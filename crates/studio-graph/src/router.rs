use crate::node::NodeType;
use studio_types::{GraphState, StopPolicy};

/// Decides which node to execute next based on current state
pub trait Router: Send + Sync {
    fn next(&self, state: &GraphState, current: NodeType) -> NextNode;
}

#[derive(Debug, Clone, PartialEq)]
pub enum NextNode {
    LLM,
    Tool,
    End,
}

/// React loop (LLM -> Tool -> LLM ...) that ends when the model stops calling
/// tools or when the agent's stop policy is met after a tool wave.
pub struct PolicyRouter {
    policy: StopPolicy,
}

impl PolicyRouter {
    pub fn new(policy: StopPolicy) -> Self {
        Self { policy }
    }

    fn should_stop(&self, state: &GraphState) -> bool {
        match &self.policy {
            StopPolicy::MaxSteps { steps } => state.steps >= *steps,
            StopPolicy::ToolCalled { tool_name } => state.tool_was_called(tool_name),
        }
    }
}

impl Router for PolicyRouter {
    fn next(&self, state: &GraphState, current: NodeType) -> NextNode {
        match current {
            NodeType::LLM => {
                if state.has_pending_tool_calls() {
                    NextNode::Tool
                } else {
                    NextNode::End
                }
            }
            NodeType::Tool => {
                if self.should_stop(state) {
                    NextNode::End
                } else {
                    NextNode::LLM
                }
            }
        }
    }
}

#[cfg(test)]
mod tests {
    use super::*;
    use studio_llm::{Message, ToolCall};
    use studio_types::LLMConfig;

    fn state_with_tool_call() -> GraphState {
        let mut state = GraphState::new("t", "u", vec![Message::human("hi")], LLMConfig::default());
        state.add_message(Message::ai_with_tools(vec![ToolCall::new("c1", "smartSearch", "{}")]));
        state
    }

    #[test]
    fn test_llm_routes_to_tools_when_requested() {
        let router = PolicyRouter::new(StopPolicy::max_steps(5));
        let state = state_with_tool_call();
        assert_eq!(router.next(&state, NodeType::LLM), NextNode::Tool);

        let plain = GraphState::new("t", "u", vec![Message::ai("done")], LLMConfig::default());
        assert_eq!(router.next(&plain, NodeType::LLM), NextNode::End);
    }

    #[test]
    fn test_max_steps_policy() {
        let router = PolicyRouter::new(StopPolicy::max_steps(2));
        let mut state = state_with_tool_call();
        state.steps = 1;
        assert_eq!(router.next(&state, NodeType::Tool), NextNode::LLM);
        state.steps = 2;
        assert_eq!(router.next(&state, NodeType::Tool), NextNode::End);
    }

    #[test]
    fn test_sentinel_policy_ignores_step_count() {
        let router = PolicyRouter::new(StopPolicy::tool_called("taskCompleted"));
        let mut state = state_with_tool_call();
        state.steps = 40;
        state.called_tools.push("smartSearch".to_string());
        assert_eq!(router.next(&state, NodeType::Tool), NextNode::LLM);

        state.called_tools.push("taskCompleted".to_string());
        assert_eq!(router.next(&state, NodeType::Tool), NextNode::End);
    }
}
use mockito::Matcher;
use serde_json::json;
use studio_connect::{ComposioClient, ConnectorError, ConnectorProvider};

async fn client(server: &mockito::ServerGuard) -> ComposioClient {
    ComposioClient::new("cmp-key").unwrap().with_base_url(&server.url()).unwrap()
}

#[tokio::test]
async fn test_list_connections() {
    let mut server = mockito::Server::new_async().await;
    let mock = server
        .mock("GET", "/api/v1/connectedAccounts")
        .match_header("x-api-key", "cmp-key")
        .match_query(Matcher::UrlEncoded("user_uuid".into(), "user-1".into()))
        .with_status(200)
        .with_header("content-type", "application/json")
        .with_body(
            json!({"items": [
                {"id": "ca_1", "appName": "gmail", "status": "ACTIVE", "createdAt": "2025-01-01T00:00:00Z"},
                {"id": "ca_2", "appName": "slack", "status": "EXPIRED"}
            ]})
            .to_string(),
        )
        .create_async()
        .await;

    let connections = client(&server).await.list_connections("user-1").await.unwrap();

    assert_eq!(connections.len(), 2);
    assert!(connections[0].is_active());
    assert!(!connections[1].is_active());
    mock.assert_async().await;
}

#[tokio::test]
async fn test_list_apps() {
    let mut server = mockito::Server::new_async().await;
    server
        .mock("GET", "/api/v1/apps")
        .with_status(200)
        .with_body(json!({"items": [{"key": "gmail", "name": "Gmail", "logo": "https://logo"}]}).to_string())
        .create_async()
        .await;

    let apps = client(&server).await.list_apps().await.unwrap();
    assert_eq!(apps[0].id, "gmail");
    assert_eq!(apps[0].icon.as_deref(), Some("https://logo"));
    assert_eq!(apps[0].category, "other");
}

#[tokio::test]
async fn test_authorize_returns_redirect_url() {
    let mut server = mockito::Server::new_async().await;
    server
        .mock("POST", "/api/v2/connectedAccounts/initiateConnection")
        .match_body(Matcher::PartialJson(json!({"appName": "gmail", "entityId": "user-1"})))
        .with_status(200)
        .with_body(json!({"redirectUrl": "https://accounts.google.com/o/oauth2", "connectionStatus": "INITIATED"}).to_string())
        .create_async()
        .await;

    let url = client(&server).await.authorize("user-1", "gmail").await.unwrap();
    assert_eq!(url, "https://accounts.google.com/o/oauth2");
}

#[tokio::test]
async fn test_get_tools_scoped_to_apps() {
    let mut server = mockito::Server::new_async().await;
    server
        .mock("GET", "/api/v2/actions")
        .match_query(Matcher::AllOf(vec![
            Matcher::UrlEncoded("apps".into(), "gmail,notion".into()),
            Matcher::UrlEncoded("entityId".into(), "user-1".into()),
        ]))
        .with_status(200)
        .with_body(
            json!({"items": [{
                "name": "GMAIL_SEND_EMAIL",
                "description": "Send an email",
                "appName": "gmail",
                "parameters": {"type": "object", "properties": {"recipient_email": {"type": "string"}}}
            }]})
            .to_string(),
        )
        .create_async()
        .await;

    let tools = client(&server)
        .await
        .get_tools("user-1", &["gmail".to_string(), "notion".to_string()])
        .await
        .unwrap();

    assert_eq!(tools.len(), 1);
    assert_eq!(tools[0].name, "GMAIL_SEND_EMAIL");
    assert_eq!(tools[0].app_id, "gmail");
}

#[tokio::test]
async fn test_execute_tool_reports_failure_flag() {
    let mut server = mockito::Server::new_async().await;
    server
        .mock("POST", "/api/v2/actions/GMAIL_SEND_EMAIL/execute")
        .with_status(200)
        .with_body(json!({"data": {}, "successfull": false, "error": "invalid recipient"}).to_string())
        .create_async()
        .await;

    let err = client(&server)
        .await
        .execute_tool("user-1", "GMAIL_SEND_EMAIL", json!({}))
        .await
        .unwrap_err();
    assert!(matches!(err, ConnectorError::Execution(ref m) if m == "invalid recipient"));
}

#[tokio::test]
async fn test_execute_tool_returns_data() {
    let mut server = mockito::Server::new_async().await;
    server
        .mock("POST", "/api/v2/actions/GMAIL_SEND_EMAIL/execute")
        .match_body(Matcher::PartialJson(json!({"entityId": "user-1", "input": {"recipient_email": "a@b.it"}})))
        .with_status(200)
        .with_body(json!({"data": {"messageId": "m1"}, "successful": true}).to_string())
        .create_async()
        .await;

    let output = client(&server)
        .await
        .execute_tool("user-1", "GMAIL_SEND_EMAIL", json!({"recipient_email": "a@b.it"}))
        .await
        .unwrap();
    assert_eq!(output, json!({"messageId": "m1"}));
}

#[tokio::test]
async fn test_revoke_error_status() {
    let mut server = mockito::Server::new_async().await;
    server
        .mock("DELETE", "/api/v1/connectedAccounts/ca_9")
        .with_status(404)
        .with_body("not found")
        .create_async()
        .await;

    let err = client(&server).await.revoke("ca_9").await.unwrap_err();
    assert!(matches!(err, ConnectorError::Status { status: 404, .. }));
}
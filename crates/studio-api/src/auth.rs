//! Bearer-token authentication against Supabase Auth.

use std::sync::Arc;
use std::time::Duration;

use async_trait::async_trait;
use axum::extract::FromRequestParts;
use axum::http::header::AUTHORIZATION;
use axum::http::request::Parts;
use reqwest::StatusCode;
use serde::Deserialize;

use crate::error::ApiError;
use crate::state::AppState;

const AUTH_TIMEOUT: Duration = Duration::from_secs(10);

/// The caller behind a validated access token
#[derive(Debug, Clone, PartialEq, Eq, Deserialize)]
pub struct AuthenticatedUser {
    pub id: String,
    #[serde(default)]
    pub email: Option<String>,
}

/// Validates access tokens
#[async_trait]
pub trait Authenticator: Send + Sync {
    /// `Ok(None)` for a token the provider rejects; `Err` only when the
    /// provider itself could not be reached.
    async fn authenticate(&self, token: &str) -> anyhow::Result<Option<AuthenticatedUser>>;
}

pub struct SupabaseAuthenticator {
    http_client: reqwest::Client,
    base_url: String,
    anon_key: String,
}

impl SupabaseAuthenticator {
    pub fn new(base_url: impl Into<String>, anon_key: impl Into<String>) -> anyhow::Result<Self> {
        let http_client = reqwest::Client::builder().timeout(AUTH_TIMEOUT).build()?;
        Ok(Self {
            http_client,
            base_url: base_url.into().trim_end_matches('/').to_string(),
            anon_key: anon_key.into(),
        })
    }
}

#[async_trait]
impl Authenticator for SupabaseAuthenticator {
    async fn authenticate(&self, token: &str) -> anyhow::Result<Option<AuthenticatedUser>> {
        let response = self
            .http_client
            .get(format!("{}/auth/v1/user", self.base_url))
            .header("apikey", &self.anon_key)
            .bearer_auth(token)
            .send()
            .await?;

        match response.status() {
            StatusCode::OK => Ok(Some(response.json::<AuthenticatedUser>().await?)),
            StatusCode::UNAUTHORIZED | StatusCode::FORBIDDEN => Ok(None),
            status => {
                let body = response.text().await.unwrap_or_default();
                anyhow::bail!("Auth API error ({}): {}", status, body)
            }
        }
    }
}

fn bearer_token(parts: &Parts) -> Option<&str> {
    parts
        .headers
        .get(AUTHORIZATION)?
        .to_str()
        .ok()?
        .strip_prefix("Bearer ")
        .map(str::trim)
        .filter(|t| !t.is_empty())
}

#[async_trait]
impl FromRequestParts<Arc<AppState>> for AuthenticatedUser {
    type Rejection = ApiError;

    async fn from_request_parts(parts: &mut Parts, state: &Arc<AppState>) -> Result<Self, Self::Rejection> {
        let token = bearer_token(parts).ok_or(ApiError::Unauthorized)?;

        match state.authenticator.authenticate(token).await {
            Ok(Some(user)) => Ok(user),
            Ok(None) => Err(ApiError::Unauthorized),
            Err(e) => Err(ApiError::AuthProvider(e.to_string())),
        }
    }
}
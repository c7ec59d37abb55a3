use anyhow::Result;
use futures::{Stream, StreamExt};
use reqwest::Response;
use std::fmt::Display;

use super::buffering::CircularLineBuffer;
use crate::traits::EventStream;
use crate::StreamEvent;

/// Strategy for turning SSE `data:` payloads into stream events
pub trait SseLineParser: Send {
    fn parse_data_line(&self, data: &str) -> Result<Vec<StreamEvent>>;

    fn is_done_marker(&self, data: &str) -> bool {
        data == "[DONE]"
    }
}

/// Parse an HTTP SSE response body with the given line parser.
pub fn parse_sse_stream<P: SseLineParser + 'static>(response: Response, parser: P) -> EventStream {
    parse_sse_bytes(response.bytes_stream(), parser)
}

/// Parse any byte stream carrying SSE frames.
pub fn parse_sse_bytes<S, B, E, P>(stream: S, parser: P) -> EventStream
where
    S: Stream<Item = std::result::Result<B, E>> + Send + 'static,
    B: AsRef<[u8]> + Send,
    E: Display + Send,
    P: SseLineParser + 'static,
{
    Box::pin(async_stream::stream! {
        let mut byte_chunks = Box::pin(stream);
        let mut buffer = CircularLineBuffer::with_capacity(4096);
        let mut finished = false;

        'outer: while let Some(chunk_result) = byte_chunks.next().await {
            match chunk_result {
                Ok(bytes) => {
                    buffer.extend(bytes.as_ref());

                    while let Some(line_result) = buffer.next_line() {
                        match line_result {
                            Ok(line) => {
                                let Some(data) = data_payload(&line) else { continue };
                                if parser.is_done_marker(data) {
                                    yield Ok(StreamEvent::Done { finish_reason: None });
                                    finished = true;
                                    break 'outer;
                                }
                                match parser.parse_data_line(data) {
                                    Ok(events) => {
                                        for event in events {
                                            yield Ok(event);
                                        }
                                    }
                                    Err(e) => yield Err(e),
                                }
                            }
                            Err(e) => yield Err(e),
                        }
                    }
                }
                Err(e) => {
                    yield Err(anyhow::anyhow!("Stream error: {}", e));
                    finished = true;
                    break;
                }
            }
        }

        if !finished {
            if let Some(line) = buffer.take_remainder() {
                if let Some(data) = data_payload(&line) {
                    if parser.is_done_marker(data) {
                        yield Ok(StreamEvent::Done { finish_reason: None });
                    } else {
                        match parser.parse_data_line(data) {
                            Ok(events) => {
                                for event in events {
                                    yield Ok(event);
                                }
                            }
                            Err(e) => yield Err(e),
                        }
                    }
                }
            }
        }
    })
}

fn data_payload(line: &str) -> Option<&str> {
    if line.is_empty() || line.starts_with(':') {
        return None;
    }
    line.strip_prefix("data:").map(str::trim_start)
}
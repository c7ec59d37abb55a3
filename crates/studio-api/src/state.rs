use std::sync::Arc;

use studio_connect::ConnectorService;
use studio_graph::Graph;
use studio_persist::PersistenceClient;

use crate::auth::Authenticator;
use crate::config::Config;

/// Shared application state passed to all handlers
///
/// The Graph is stateless and created once at startup.
#[derive(Clone)]
pub struct AppState {
    pub config: Arc<Config>,
    pub persistence: Arc<dyn PersistenceClient>,
    pub graph: Arc<Graph>,
    pub authenticator: Arc<dyn Authenticator>,
    /// Absent when no connector API key is configured
    pub connectors: Option<ConnectorService>,
}

impl AppState {
    pub fn new(
        config: Config,
        persistence: Arc<dyn PersistenceClient>,
        graph: Graph,
        authenticator: Arc<dyn Authenticator>,
    ) -> Self {
        Self {
            config: Arc::new(config),
            persistence,
            graph: Arc::new(graph),
            authenticator,
            connectors: None,
        }
    }

    pub fn with_connectors(mut self, connectors: ConnectorService) -> Self {
        self.connectors = Some(connectors);
        self
    }
}
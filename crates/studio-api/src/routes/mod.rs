pub mod chat;
pub mod composio;
pub mod health;
pub mod threads;
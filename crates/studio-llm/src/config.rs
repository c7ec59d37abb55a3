// Provider configuration and client construction

use anyhow::Result;
use serde::{Deserialize, Serialize};
use std::sync::Arc;
use std::time::Duration;

use crate::openai::{OpenAIClient, OPENAI_API_BASE, OPENROUTER_API_BASE};
use crate::traits::ChatClient;

#[derive(Debug, Clone, Copy, Default, PartialEq, Eq, Serialize, Deserialize)]
#[serde(rename_all = "lowercase")]
pub enum ProviderType {
    OpenAI,
    #[default]
    OpenRouter,
}

impl ProviderType {
    pub fn default_base_url(&self) -> &'static str {
        match self {
            ProviderType::OpenAI => OPENAI_API_BASE,
            ProviderType::OpenRouter => OPENROUTER_API_BASE,
        }
    }
}

#[derive(Debug, Clone, Serialize, Deserialize)]
pub struct ProviderConfig {
    #[serde(default)]
    pub provider: ProviderType,
    pub api_key: String,
    /// Overrides the provider's default base URL
    #[serde(default, skip_serializing_if = "Option::is_none")]
    pub base_url: Option<String>,
    #[serde(default, skip_serializing_if = "Option::is_none")]
    pub request_timeout_ms: Option<u64>,
}

impl ProviderConfig {
    pub fn openai(api_key: impl Into<String>) -> Self {
        Self {
            provider: ProviderType::OpenAI,
            api_key: api_key.into(),
            base_url: None,
            request_timeout_ms: None,
        }
    }

    pub fn openrouter(api_key: impl Into<String>) -> Self {
        Self {
            provider: ProviderType::OpenRouter,
            ..Self::openai(api_key)
        }
    }

    pub fn with_base_url(mut self, base_url: impl Into<String>) -> Self {
        self.base_url = Some(base_url.into());
        self
    }

    pub fn with_request_timeout_ms(mut self, timeout_ms: u64) -> Self {
        self.request_timeout_ms = Some(timeout_ms);
        self
    }

    pub fn provider_type(&self) -> ProviderType {
        self.provider
    }

    pub fn resolved_base_url(&self) -> &str {
        self.base_url
            .as_deref()
            .unwrap_or_else(|| self.provider.default_base_url())
    }
}

/// Factory for creating chat clients from configuration
pub struct ClientFactory;

impl ClientFactory {
    pub fn create_chat_client(config: ProviderConfig) -> Result<Arc<dyn ChatClient>> {
        let mut client = OpenAIClient::new(config.api_key.clone())?
            .with_base_url(config.resolved_base_url());
        if let Some(timeout_ms) = config.request_timeout_ms {
            client = client.with_request_timeout(Duration::from_millis(timeout_ms));
        }
        Ok(Arc::new(client))
    }
}

#[cfg(test)]
mod tests {
    use super::*;

    #[test]
    fn test_openrouter_is_default_provider() {
        let config: ProviderConfig = serde_json::from_str(r#"{"api_key":"k"}"#).unwrap();
        assert_eq!(config.provider_type(), ProviderType::OpenRouter);
        assert_eq!(config.resolved_base_url(), OPENROUTER_API_BASE);
    }

    #[test]
    fn test_base_url_override() {
        let config = ProviderConfig::openai("k").with_base_url("http://localhost:9999/v1");
        assert_eq!(config.resolved_base_url(), "http://localhost:9999/v1");
    }

    #[test]
    fn test_factory_builds_client() {
        let config = ProviderConfig::openrouter("k").with_request_timeout_ms(5_000);
        assert!(ClientFactory::create_chat_client(config).is_ok());
    }
}
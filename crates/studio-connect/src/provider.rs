use async_trait::async_trait;
use serde::{Deserialize, Serialize};
use serde_json::Value;
use studio_types::Connection;

use crate::apps::ConnectorApp;
use crate::error::Result;

/// A tool definition as published by the connector provider
#[derive(Debug, Clone, PartialEq, Serialize, Deserialize)]
pub struct RemoteTool {
    /// `APPNAME_ACTION`, passed to the model verbatim
    pub name: String,
    pub description: String,
    pub parameters: Value,
    pub app_id: String,
}

/// Third-party integration backend.
///
/// Implemented over HTTP by [`crate::ComposioClient`]; tests substitute fakes.
#[async_trait]
pub trait ConnectorProvider: Send + Sync {
    async fn list_apps(&self) -> Result<Vec<ConnectorApp>>;

    /// Start the OAuth flow. Returns the URL the user must visit.
    async fn authorize(&self, user_id: &str, app_id: &str) -> Result<String>;

    async fn list_connections(&self, user_id: &str) -> Result<Vec<Connection>>;

    /// Tools for the given apps, scoped to the user's accounts
    async fn get_tools(&self, user_id: &str, app_ids: &[String]) -> Result<Vec<RemoteTool>>;

    async fn execute_tool(&self, user_id: &str, tool_name: &str, arguments: Value) -> Result<Value>;

    async fn revoke(&self, connection_id: &str) -> Result<()>;
}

Your instructions:
Only a number is needed here: how many lines of the data include the word "traits"?

Answer to this exercise:
2